> _Extracted records_
----

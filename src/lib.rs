// Export modules for library usage
pub mod catalog;
pub mod cli;
pub mod commands;
pub mod config;
pub mod core;
pub mod io;
pub mod scoring;

// Re-export commonly used types
pub use crate::catalog::CriteriaCatalog;
pub use crate::core::errors::ScoreError;
pub use crate::core::score_types::{RawScore, ScorePercentage};
pub use crate::core::{
    AssessmentReport, AssessmentScope, AssessmentScore, EvaluationCriterion,
    ResourceConfiguration, ResourceFlag, ResourceRecord, ScoreResult,
};

pub use crate::scoring::aggregation::{aggregate, assessment_score, AssessmentRefs};
pub use crate::scoring::{
    default_rules, score_batch, FlagRule, ScoringEngine, TriggerWhen, DEFAULT_MAX_SCORE,
};

pub use crate::config::{
    default_criteria, load_config, load_config_from, parse_config, MaxScorePolicy, RiskmapConfig,
};

pub use crate::io::input::{filter_scope, load_resources};
pub use crate::io::output::{create_sink, OutputFormat, ResultSink};
use std::fs;
use std::io::{BufReader, Read};
use std::path::{Path, PathBuf};

use anyhow::{Context, Result};

use super::RiskmapConfig;

/// Pure function to read config file contents
pub(crate) fn read_config_file(path: &Path) -> std::io::Result<String> {
    let file = fs::File::open(path)?;
    let mut reader = BufReader::new(file);
    let mut contents = String::new();
    reader.read_to_string(&mut contents)?;
    Ok(contents)
}

/// Parse a TOML config string and check the catalog invariants.
pub fn parse_config(contents: &str) -> Result<RiskmapConfig> {
    let config: RiskmapConfig =
        toml::from_str(contents).context("failed to parse riskmap config")?;
    config
        .catalog()
        .validate()
        .context("invalid criteria catalog")?;
    Ok(config)
}

/// Pure function to try loading config from a specific path
fn try_load_config_from_path(config_path: &Path) -> Option<RiskmapConfig> {
    let contents = match read_config_file(config_path) {
        Ok(contents) => contents,
        Err(e) => {
            handle_read_error(config_path, &e);
            return None;
        }
    };

    match parse_config(&contents) {
        Ok(config) => {
            log::debug!("loaded config from {}", config_path.display());
            Some(config)
        }
        Err(e) => {
            log::warn!("ignoring {}: {:#}. Using defaults.", config_path.display(), e);
            None
        }
    }
}

/// Handle file read errors with appropriate logging
fn handle_read_error(config_path: &Path, error: &std::io::Error) {
    // Only log actual errors, not "file not found"
    if error.kind() != std::io::ErrorKind::NotFound {
        log::warn!(
            "failed to read config file {}: {}",
            config_path.display(),
            error
        );
    }
}

/// Pure function to generate directory ancestors up to a depth limit
fn directory_ancestors(start: PathBuf, max_depth: usize) -> impl Iterator<Item = PathBuf> {
    std::iter::successors(Some(start), |dir| {
        let mut parent = dir.clone();
        if parent.pop() {
            Some(parent)
        } else {
            None
        }
    })
    .take(max_depth)
}

/// Load an explicitly named config file. Unlike discovery, every
/// failure here is fatal.
pub fn load_config_from(path: &Path) -> Result<RiskmapConfig> {
    let contents = read_config_file(path)
        .with_context(|| format!("failed to read config file {}", path.display()))?;
    parse_config(&contents)
}

/// Load configuration from `.riskmap.toml`, searching the directory
/// hierarchy, falling back to defaults when nothing usable is found.
pub fn load_config() -> RiskmapConfig {
    const MAX_TRAVERSAL_DEPTH: usize = 10;

    // Get current directory or return default
    let current = match std::env::current_dir() {
        Ok(dir) => dir,
        Err(e) => {
            log::warn!("failed to get current directory: {e}. Using default config.");
            return RiskmapConfig::default();
        }
    };

    directory_ancestors(current, MAX_TRAVERSAL_DEPTH)
        .map(|dir| dir.join(".riskmap.toml"))
        .find_map(|path| try_load_config_from_path(&path))
        .unwrap_or_else(|| {
            log::debug!(
                "no config found after checking {} directories. Using default config.",
                MAX_TRAVERSAL_DEPTH
            );
            RiskmapConfig::default()
        })
}
//! Resource record loading and scope filtering.
//!
//! Records arrive as a JSON array; each record may carry the scope
//! triple it belongs to, and filtering keeps only the records of the
//! requested invocation.

use std::path::Path;

use anyhow::{Context, Result};

use crate::core::{AssessmentScope, ResourceConfiguration, ResourceRecord};
use crate::io;

/// Read a JSON array of resource records.
pub fn load_resources(path: &Path) -> Result<Vec<ResourceRecord>> {
    let raw = io::read_file(path)
        .with_context(|| format!("failed to read resource records from {}", path.display()))?;
    serde_json::from_str(&raw)
        .with_context(|| format!("failed to parse resource records in {}", path.display()))
}

fn matches(tag: Option<&str>, wanted: &str) -> bool {
    tag.map_or(true, |value| value == wanted)
}

/// Keep the records belonging to the requested scope.
///
/// Untagged records match any scope; tagged records must match exactly.
pub fn filter_scope(
    records: Vec<ResourceRecord>,
    scope: &AssessmentScope,
) -> Vec<ResourceConfiguration> {
    records
        .into_iter()
        .filter(|record| {
            matches(record.assessment_id.as_deref(), &scope.assessment_id)
                && matches(record.workflow_id.as_deref(), &scope.workflow_id)
                && matches(record.service_type_id.as_deref(), &scope.service_type_id)
        })
        .map(|record| record.resource)
        .collect()
}

#[cfg(test)]
mod tests {
    use super::*;

    fn scope() -> AssessmentScope {
        AssessmentScope {
            assessment_id: "a-1".to_string(),
            workflow_id: "w-1".to_string(),
            service_type_id: "compute".to_string(),
        }
    }

    fn record(assessment_id: Option<&str>, resource_id: &str) -> ResourceRecord {
        ResourceRecord {
            assessment_id: assessment_id.map(str::to_string),
            workflow_id: None,
            service_type_id: None,
            resource: ResourceConfiguration {
                resource_id: resource_id.to_string(),
                ..Default::default()
            },
        }
    }

    #[test]
    fn untagged_records_match_any_scope() {
        let kept = filter_scope(vec![record(None, "vm-1")], &scope());
        assert_eq!(kept.len(), 1);
        assert_eq!(kept[0].resource_id, "vm-1");
    }

    #[test]
    fn tagged_records_must_match_exactly() {
        let records = vec![
            record(Some("a-1"), "vm-1"),
            record(Some("a-2"), "vm-2"),
            record(None, "vm-3"),
        ];

        let kept = filter_scope(records, &scope());

        let ids: Vec<_> = kept.iter().map(|r| r.resource_id.as_str()).collect();
        assert_eq!(ids, vec!["vm-1", "vm-3"]);
    }

    #[test]
    fn every_scope_field_is_checked() {
        let mut mismatched = record(Some("a-1"), "vm-1");
        mismatched.workflow_id = Some("other-workflow".to_string());

        let kept = filter_scope(vec![mismatched], &scope());
        assert!(kept.is_empty());
    }
}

----

> _ACTIVITY_
Your task is to reproduce all the data exactly as shown.

> _WORKED SOLUTION_
filename src/lib.rs
// Export modules for library usage
pub mod catalog;
pub mod cli;
pub mod commands;
pub mod config;
pub mod core;
pub mod io;
pub mod scoring;

// Re-export commonly used types
pub use crate::catalog::CriteriaCatalog;
pub use crate::core::errors::ScoreError;
pub use crate::core::score_types::{RawScore, ScorePercentage};
pub use crate::core::{
    AssessmentReport, AssessmentScope, AssessmentScore, EvaluationCriterion,
    ResourceConfiguration, ResourceFlag, ResourceRecord, ScoreResult,
};

pub use crate::scoring::aggregation::{aggregate, assessment_score, AssessmentRefs};
pub use crate::scoring::{
    default_rules, score_batch, FlagRule, ScoringEngine, TriggerWhen, DEFAULT_MAX_SCORE,
};

pub use crate::config::{
    default_criteria, load_config, load_config_from, parse_config, MaxScorePolicy, RiskmapConfig,
};

pub use crate::io::input::{filter_scope, load_resources};
pub use crate::io::output::{create_sink, OutputFormat, ResultSink};
use std::fs;
use std::io::{BufReader, Read};
use std::path::{Path, PathBuf};

use anyhow::{Context, Result};

use super::RiskmapConfig;

/// Pure function to read config file contents
pub(crate) fn read_config_file(path: &Path) -> std::io::Result<String> {
    let file = fs::File::open(path)?;
    let mut reader = BufReader::new(file);
    let mut contents = String::new();
    reader.read_to_string(&mut contents)?;
    Ok(contents)
}

/// Parse a TOML config string and check the catalog invariants.
pub fn parse_config(contents: &str) -> Result<RiskmapConfig> {
    let config: RiskmapConfig =
        toml::from_str(contents).context("failed to parse riskmap config")?;
    config
        .catalog()
        .validate()
        .context("invalid criteria catalog")?;
    Ok(config)
}

/// Pure function to try loading config from a specific path
fn try_load_config_from_path(config_path: &Path) -> Option<RiskmapConfig> {
    let contents = match read_config_file(config_path) {
        Ok(contents) => contents,
        Err(e) => {
            handle_read_error(config_path, &e);
            return None;
        }
    };

    match parse_config(&contents) {
        Ok(config) => {
            log::debug!("loaded config from {}", config_path.display());
            Some(config)
        }
        Err(e) => {
            log::warn!("ignoring {}: {:#}. Using defaults.", config_path.display(), e);
            None
        }
    }
}

/// Handle file read errors with appropriate logging
fn handle_read_error(config_path: &Path, error: &std::io::Error) {
    // Only log actual errors, not "file not found"
    if error.kind() != std::io::ErrorKind::NotFound {
        log::warn!(
            "failed to read config file {}: {}",
            config_path.display(),
            error
        );
    }
}

/// Pure function to generate directory ancestors up to a depth limit
fn directory_ancestors(start: PathBuf, max_depth: usize) -> impl Iterator<Item = PathBuf> {
    std::iter::successors(Some(start), |dir| {
        let mut parent = dir.clone();
        if parent.pop() {
            Some(parent)
        } else {
            None
        }
    })
    .take(max_depth)
}

/// Load an explicitly named config file. Unlike discovery, every
/// failure here is fatal.
pub fn load_config_from(path: &Path) -> Result<RiskmapConfig> {
    let contents = read_config_file(path)
        .with_context(|| format!("failed to read config file {}", path.display()))?;
    parse_config(&contents)
}

/// Load configuration from `.riskmap.toml`, searching the directory
/// hierarchy, falling back to defaults when nothing usable is found.
pub fn load_config() -> RiskmapConfig {
    const MAX_TRAVERSAL_DEPTH: usize = 10;

    // Get current directory or return default
    let current = match std::env::current_dir() {
        Ok(dir) => dir,
        Err(e) => {
            log::warn!("failed to get current directory: {e}. Using default config.");
            return RiskmapConfig::default();
        }
    };

    directory_ancestors(current, MAX_TRAVERSAL_DEPTH)
        .map(|dir| dir.join(".riskmap.toml"))
        .find_map(|path| try_load_config_from_path(&path))
        .unwrap_or_else(|| {
            log::debug!(
                "no config found after checking {} directories. Using default config.",
                MAX_TRAVERSAL_DEPTH
            );
            RiskmapConfig::default()
        })
}
//! Resource record loading and scope filtering.
//!
//! Records arrive as a JSON array; each record may carry the scope
//! triple it belongs to, and filtering keeps only the records of the
//! requested invocation.

use std::path::Path;

use anyhow::{Context, Result};

use crate::core::{AssessmentScope, ResourceConfiguration, ResourceRecord};
use crate::io;

/// Read a JSON array of resource records.
pub fn load_resources(path: &Path) -> Result<Vec<ResourceRecord>> {
    let raw = io::read_file(path)
        .with_context(|| format!("failed to read resource records from {}", path.display()))?;
    serde_json::from_str(&raw)
        .with_context(|| format!("failed to parse resource records in {}", path.display()))
}

fn matches(tag: Option<&str>, wanted: &str) -> bool {
    tag.map_or(true, |value| value == wanted)
}

/// Keep the records belonging to the requested scope.
///
/// Untagged records match any scope; tagged records must match exactly.
pub fn filter_scope(
    records: Vec<ResourceRecord>,
    scope: &AssessmentScope,
) -> Vec<ResourceConfiguration> {
    records
        .into_iter()
        .filter(|record| {
            matches(record.assessment_id.as_deref(), &scope.assessment_id)
                && matches(record.workflow_id.as_deref(), &scope.workflow_id)
                && matches(record.service_type_id.as_deref(), &scope.service_type_id)
        })
        .map(|record| record.resource)
        .collect()
}

#[cfg(test)]
mod tests {
    use super::*;

    fn scope() -> AssessmentScope {
        AssessmentScope {
            assessment_id: "a-1".to_string(),
            workflow_id: "w-1".to_string(),
            service_type_id: "compute".to_string(),
        }
    }

    fn record(assessment_id: Option<&str>, resource_id: &str) -> ResourceRecord {
        ResourceRecord {
            assessment_id: assessment_id.map(str::to_string),
            workflow_id: None,
            service_type_id: None,
            resource: ResourceConfiguration {
                resource_id: resource_id.to_string(),
                ..Default::default()
            },
        }
    }

    #[test]
    fn untagged_records_match_any_scope() {
        let kept = filter_scope(vec![record(None, "vm-1")], &scope());
        assert_eq!(kept.len(), 1);
        assert_eq!(kept[0].resource_id, "vm-1");
    }

    #[test]
    fn tagged_records_must_match_exactly() {
        let records = vec![
            record(Some("a-1"), "vm-1"),
            record(Some("a-2"), "vm-2"),
            record(None, "vm-3"),
        ];

        let kept = filter_scope(records, &scope());

        let ids: Vec<_> = kept.iter().map(|r| r.resource_id.as_str()).collect();
        assert_eq!(ids, vec!["vm-1", "vm-3"]);
    }

    #[test]
    fn every_scope_field_is_checked() {
        let mut mismatched = record(Some("a-1"), "vm-1");
        mismatched.workflow_id = Some("other-workflow".to_string());

        let kept = filter_scope(vec![mismatched], &scope());
        assert!(kept.is_empty());
    }
}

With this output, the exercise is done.